Entries taken from a collection
Content starts

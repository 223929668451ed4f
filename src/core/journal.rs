//! Append-only transition journal.
//!
//! One JSON object per committed transition, written after the state
//! document has been saved. The journal is an audit trail, not the source of
//! truth: replaying it is never required to recover state.

use crate::core::error::PincerError;
use crate::core::time;
use serde::{Deserialize, Serialize};
use std::fs::{self, OpenOptions};
use std::io::Write;
use std::path::{Path, PathBuf};

#[derive(Serialize, Deserialize, Debug, Clone, PartialEq, Eq)]
pub struct JournalEvent {
    pub ts: String,
    pub event_id: String,
    pub actor: String,
    pub op: String,
    pub workflow_id: String,
    pub task_id: Option<String>,
    pub agent_id: Option<String>,
    pub status: String,
    #[serde(default, skip_serializing_if = "Option::is_none")]
    pub detail: Option<String>,
}

impl JournalEvent {
    pub fn new(actor: &str, op: &str, workflow_id: &str, status: &str) -> Self {
        Self {
            ts: time::now_epoch_z(),
            event_id: time::new_event_id(),
            actor: actor.to_string(),
            op: op.to_string(),
            workflow_id: workflow_id.to_string(),
            task_id: None,
            agent_id: None,
            status: status.to_string(),
            detail: None,
        }
    }

    pub fn task(mut self, task_id: &str) -> Self {
        self.task_id = Some(task_id.to_string());
        self
    }

    pub fn agent(mut self, agent_id: Option<&str>) -> Self {
        self.agent_id = agent_id.map(|s| s.to_string());
        self
    }

    pub fn detail(mut self, detail: impl Into<String>) -> Self {
        self.detail = Some(detail.into());
        self
    }
}

#[derive(Debug, Clone)]
pub struct Journal {
    path: PathBuf,
}

impl Journal {
    pub fn new(path: impl Into<PathBuf>) -> Self {
        Self { path: path.into() }
    }

    pub fn path(&self) -> &Path {
        &self.path
    }

    pub fn append(&self, event: &JournalEvent) -> Result<(), PincerError> {
        if let Some(parent) = self.path.parent() {
            fs::create_dir_all(parent).map_err(PincerError::IoError)?;
        }
        let mut f = OpenOptions::new()
            .create(true)
            .append(true)
            .open(&self.path)
            .map_err(PincerError::IoError)?;
        writeln!(f, "{}", serde_json::to_string(event)?).map_err(PincerError::IoError)?;
        Ok(())
    }

    /// The last `n` events, oldest first. Unparseable lines are skipped.
    pub fn tail(&self, n: usize) -> Result<Vec<JournalEvent>, PincerError> {
        if !self.path.exists() {
            return Ok(vec![]);
        }
        let content = fs::read_to_string(&self.path).map_err(PincerError::IoError)?;
        let events: Vec<JournalEvent> = content
            .lines()
            .filter(|l| !l.trim().is_empty())
            .filter_map(|l| serde_json::from_str(l).ok())
            .collect();
        let start = events.len().saturating_sub(n);
        Ok(events[start..].to_vec())
    }
}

Content ends

EXERCISE DESCRIPTION
Write down every line of the data above that includes the string "Deserialize".

SOLUTION
use serde::{Deserialize, Serialize};
#[derive(Serialize, Deserialize, Debug, Clone, PartialEq, Eq)]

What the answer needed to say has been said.